Suite à une annonce de financement des partis politiques en Côte d’Ivoire à hauteur de CFA2 Mrds (à vérifier, car certaines sources parlent de 1 milliard) chacun, des réactions se sont fait entendre sur le web et les réseaux sociaux. Rien de bien grave, juste des discussions entre personnes éduquées. En tant qu’entrepreneur Tech, j’aurais souhaité une action similaire à l’endroit des Pme ou des ONG qui ont fait leurs preuves dans le domaine des technologies de l’information. Et je ne pense pas être le seul à voir les choses de cet oeil. Mais surement que certaines réalités du terrain politique nous échappent.

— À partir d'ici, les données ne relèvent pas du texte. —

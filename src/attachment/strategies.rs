//! Naming strategies, tried in order until one produces a title

use std::sync::LazyLock;

use regex::Regex;
use url::Url;

use super::naming::{
    content_disposition_filename, is_hash_like, last_path_segment, site_label,
    split_known_extension,
};
use super::AttachmentHints;
use crate::config::KnownAttachmentEntry;

/// Matches the "附件N - description" convention anywhere in a text
static NUMBERED_ATTACHMENT: LazyLock<Regex> = LazyLock::new(|| {
    Regex::new(r"附件\s*(\d+)\s*[-－—_:：、.．]?\s*([^\s，,。；;（(]+)")
        .expect("hardcoded regex pattern is valid")
});

static URL_DATE: LazyLock<Regex> = LazyLock::new(|| {
    Regex::new(r"/(20\d{2})/(\d{2})(\d{2})/").expect("hardcoded regex pattern is valid")
});

/// Words that make hint text a plausible document title
const DOCUMENT_KEYWORDS: &[&str] = &[
    "文档", "表", "汇总", "申报", "指南", "通知", "方案", "办法", "规定", "报告", "课件", "幻灯片",
    "演示", "手册", "说明", "名单", "简章",
];

/// Hint texts that say "download" and nothing else
const GENERIC_TEXTS: &[&str] = &[
    "附件", "下载", "点击下载", "点此下载", "下载附件", "附件下载", "download", "attachment",
    "here", "点击这里", "查看",
];

/// Path stems that name an endpoint rather than a file
const GENERIC_STEMS: &[&str] = &[
    "download", "downloadfile", "attachment", "file", "files", "get", "getfile", "view", "index",
    "page", "show", "preview",
];

const MAX_HINT_TITLE_CHARS: usize = 120;

/// Keyword -> purpose label for synthesized names
const PURPOSES: &[(&str, &str)] = &[
    ("通知", "通知"),
    ("notice", "通知"),
    ("申报", "申报材料"),
    ("apply", "申报材料"),
    ("指南", "指南"),
    ("guide", "指南"),
    ("汇总", "汇总表"),
    ("报告", "报告"),
    ("report", "报告"),
    ("课件", "课件"),
    ("名单", "名单"),
];

/// One resolution layer with a uniform `(url, hints) -> Option<title>` shape
pub trait NamingStrategy: Send + Sync {
    /// Short name used in logs
    fn name(&self) -> &'static str;

    fn resolve(&self, url: &Url, hints: &AttachmentHints) -> Option<String>;
}

/// Layer 1: filename announced by the server
pub struct ContentDisposition;

impl NamingStrategy for ContentDisposition {
    fn name(&self) -> &'static str {
        "content-disposition"
    }

    fn resolve(&self, _url: &Url, hints: &AttachmentHints) -> Option<String> {
        hints
            .content_disposition
            .as_deref()
            .and_then(content_disposition_filename)
            .filter(|name| {
                let (stem, _) = split_known_extension(name);
                !is_hash_like(stem)
            })
    }
}

/// Layer 2: opaque path tokens with known titles
pub struct KnownAttachments {
    entries: Vec<KnownAttachmentEntry>,
}

impl KnownAttachments {
    pub fn new(extra: &[KnownAttachmentEntry]) -> Self {
        let mut entries = builtin_known_attachments();
        entries.extend(extra.iter().cloned());
        Self { entries }
    }
}

impl NamingStrategy for KnownAttachments {
    fn name(&self) -> &'static str {
        "known-table"
    }

    fn resolve(&self, url: &Url, hints: &AttachmentHints) -> Option<String> {
        let path = url.path().to_lowercase();
        let extension = hints
            .document
            .as_ref()
            .map(|d| d.bare_extension().to_string())
            .filter(|e| !e.is_empty())
            .or_else(|| {
                path.rsplit_once('.')
                    .map(|(_, ext)| ext.to_string())
                    .filter(|ext| !ext.contains('/'))
            })
            .unwrap_or_default();

        self.entries
            .iter()
            .filter(|entry| path.contains(&entry.token.to_lowercase()))
            .find(|entry| entry.extension.is_empty() || entry.extension.eq_ignore_ascii_case(&extension))
            .map(|entry| entry.title.clone())
    }
}

fn builtin_known_attachments() -> Vec<KnownAttachmentEntry> {
    const TOKEN: &str = "feb482194347a6fa415f145d8178";
    [
        ("docx", "附件1-2025年度天津市教育工作重点调研课题指南"),
        ("doc", "附件2-天津市教育工作重点调研课题申报表"),
        ("xls", "附件3-2025年度天津市教育工作重点调研课题申报汇总表"),
    ]
    .into_iter()
    .map(|(extension, title)| KnownAttachmentEntry {
        token: TOKEN.to_string(),
        extension: extension.to_string(),
        title: title.to_string(),
    })
    .collect()
}

/// Layer 3: anchor text or surrounding context
pub struct HintText;

impl NamingStrategy for HintText {
    fn name(&self) -> &'static str {
        "hint-text"
    }

    fn resolve(&self, _url: &Url, hints: &AttachmentHints) -> Option<String> {
        let anchor = hints.anchor_text.as_deref().map(str::trim).unwrap_or("");

        if let Some(numbered) = numbered_title(anchor) {
            return Some(numbered);
        }

        if is_usable_hint(anchor) {
            return Some(anchor.chars().take(MAX_HINT_TITLE_CHARS).collect());
        }

        // Context blocks are long; only the numbered convention is trusted there
        hints.context.as_deref().and_then(numbered_title)
    }
}

/// Normalizes "附件1：申报表.docx" to "附件1-申报表.docx"
fn numbered_title(text: &str) -> Option<String> {
    let caps = NUMBERED_ATTACHMENT.captures(text)?;
    let number = caps.get(1)?.as_str();
    let description = caps.get(2)?.as_str().trim();
    if description.is_empty() {
        return None;
    }
    Some(format!("附件{}-{}", number, description))
}

fn is_usable_hint(text: &str) -> bool {
    let chars = text.chars().count();
    if chars < 2 || chars > MAX_HINT_TITLE_CHARS {
        return false;
    }

    let lower = text.to_lowercase();
    if GENERIC_TEXTS.iter().any(|g| lower == *g) {
        return false;
    }

    let (stem, extension) = split_known_extension(text);
    if is_hash_like(stem) {
        return false;
    }

    extension.is_some() || DOCUMENT_KEYWORDS.iter().any(|k| text.contains(k))
}

/// Layer 4: the last path segment, unless it is an opaque id
pub struct PathSegment;

impl NamingStrategy for PathSegment {
    fn name(&self) -> &'static str {
        "path-segment"
    }

    fn resolve(&self, url: &Url, _hints: &AttachmentHints) -> Option<String> {
        let segment = last_path_segment(url)?;
        let stem = match segment.rsplit_once('.') {
            Some((stem, _)) if !stem.is_empty() => stem,
            _ => segment.as_str(),
        };
        let stem = stem.trim();

        if stem.is_empty()
            || is_hash_like(stem)
            || GENERIC_STEMS.contains(&stem.to_lowercase().as_str())
        {
            return None;
        }

        Some(segment.trim().to_string())
    }
}

/// Layer 5: `{site}_{purpose}_{date}`; always succeeds
pub struct Synthesized;

impl NamingStrategy for Synthesized {
    fn name(&self) -> &'static str {
        "synthesized"
    }

    fn resolve(&self, url: &Url, hints: &AttachmentHints) -> Option<String> {
        Some(synthesized_name(url, hints))
    }
}

/// Builds the fallback name; the date comes from a `/YYYY/MMDD/` path when present
pub fn synthesized_name(url: &Url, hints: &AttachmentHints) -> String {
    let date = URL_DATE
        .captures(url.path())
        .map(|caps| format!("{}{}{}", &caps[1], &caps[2], &caps[3]))
        .unwrap_or_else(|| hints.today.format("%Y%m%d").to_string());

    format!("{}_{}_{}", site_label(url), purpose(url, hints), date)
}

fn purpose(url: &Url, hints: &AttachmentHints) -> &'static str {
    let haystack = format!(
        "{} {} {}",
        percent_encoding::percent_decode_str(url.path())
            .decode_utf8_lossy()
            .to_lowercase(),
        hints.anchor_text.as_deref().unwrap_or(""),
        hints.context.as_deref().unwrap_or("")
    );

    if let Some((_, label)) = PURPOSES.iter().find(|(k, _)| haystack.contains(k)) {
        return label;
    }

    match hints.document.as_ref().map(|d| d.file_type.as_str()) {
        Some("Word文档") => "文档",
        Some("Excel表格") => "表格",
        Some("PowerPoint演示文稿") => "演示文稿",
        Some("PDF文档") => "文件",
        _ => "附件",
    }
}

/// The default strategy order
pub fn default_strategies(known: &[KnownAttachmentEntry]) -> Vec<Box<dyn NamingStrategy>> {
    vec![
        Box::new(ContentDisposition),
        Box::new(KnownAttachments::new(known)),
        Box::new(HintText),
        Box::new(PathSegment),
        Box::new(Synthesized),
    ]
}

Nous sommes à la limite de croire que nos états ont abandonné d’avance le combat pour l’appropriation des technologies afin de les utiliser à leurs fins. Ont-ils choisit de céder cette tâche à d’autres. Quand on sait les enjeux, je me demande si nous n’allons pas céder ces choses comme nous l’avons fait pour les sous-sols de certains pays africains. Certes, pour l’instant les choses n’ont pas de si fortes similarités. Mais, dans un futur très proche, plus d’un seront surpris de la puissances des systèmes d’information et de toutes ces technologies. Et je ne parle pas de printemps arabes ou de révolutions populaires soutenus par les réseaux sociaux.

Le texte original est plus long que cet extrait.